1. Toileting posture
The amount you strain is correlated to how much you bend your hips while having a BM. More on this below.

2. Abnormal pelvic floor muscle activity during a BM
Contracting your pelvic floor muscles instead of relaxing them can increase constipation.

3. Hard stool consistency
Slower digestive tract → stool stays in the body longer → harder stool →
difficult BM.
*Medications, nutrition, water intake, age, and your level of exercise can all affect stool consistency.

4. Sensory changes
Nerves can send mixed signals. You may have an urge to go when you don’t have to or vice versa.

5. Psychosocial issues
Dependency on someone else to take you to the bathroom, poor cognition, dementia, depression, fear of BM pain, and pressure to have a fast BM can all worsen constipation.

6. Diseases
Constipation can be a symptom of many diseases and disorders including irritable bowel syndrome, Celiac’s disease, and more.

What can I do about it?

While it would take me a whole chapter in a book to explain ways to address solutions for the list above, I can address the easiest preventable cause for straining – toileting posture.

Cavemen used to squat on the floor. Watch your dog next time he’s going. You’ll see that pup tuck his pelvis right under him, the normal way to go. But with the advent of Western toilet seats, we end up sitting with our hips barely flexed, which changes the positioning of our pelvic floor muscles.

Now, for an analogy. When your hips are not bent enough, your stool passes through like a kid sliding down a twisty turny water slide. When you squat all the way down, your stool passes like a drop tower at a theme park… straight down, quick and easy!

Tips:

When you can, sit with your knees above your hips. You might need a stool under your feet (pun intended).
Don’t hold your breath on the toilet. Ever.
Take a deep breath in and out, relaxing your hips, thighs, and muscles around your pelvic floor.
Do not bring your phone in the toilet, as hard as that may be for some. This activates a nervous system response than can inhibit your ability to have an easy BM.

Last Thoughts.

Pooping problems can ultimately interfere with the quality of your life. It takes a bit of investigation to determine what the root causes for your constipation are.

Seeing a pelvic floor physical therapist can address many of the reasons listed above. For example, a pelvic floor physical therapist can teach you proper toileting posture, how to relax your pelvic floor to have a bowel movement, self-massage that can help increase the speed of things moving in your GI tract, how to receive appropriate sensory signals from your pelvic floor nerves, bowel schedules and behavioral changes to improve your BM, and more.
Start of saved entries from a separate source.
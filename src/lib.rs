pub mod calendar;
pub mod config;
pub mod engine;
pub mod error;
pub mod icon;
pub mod logging;
pub mod model;

#[cfg(feature = "tui")]
pub mod tui;

pub use calendar::Calendar;
pub use error::{Error, Result};
pub use icon::{Icon, IconKind};
pub use model::{CalendarEvent, ViewKind, ViewSet};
If you suffer from chronic constipation, please get help!

So there it is folks – our first post in our 3-Part Pelvic Series on Pooping! Next up, I’ll be discussing a common issue with… Peeing!

References:

Rao, S. Biofeedback therapy for constipation in adults. Best Pract Res Clin Gastroenterol. 2011; 25(1):159-166.

Roque MV, Bouras EP. Epidemiology and management of chronic constipation in elderly patients. Clin Interv Aging. 2015; 10:919–930.

Sakakibara R, Tsunoyama K, Hosoi H, Takahashi O, Sugiyama M, Kishi M, Ogawa E, Terada H, Uchiyama T, Yamanishi T. Influence of body position on defecation in humans. LUTS. 2010; 2(1):16-21.

Shih DQ, Kwan LY. All roads lead to Rome: Update on Rome III criteria and new treatment options. Gastroenterol Rep. 2007; 1(2):56-65.

Tanjung FA, Supriatmo, Sinuhaji AB, Hakimi. Functional constipation and posture in defecation. Paediatr Indones. 2013; 53(2):104-107.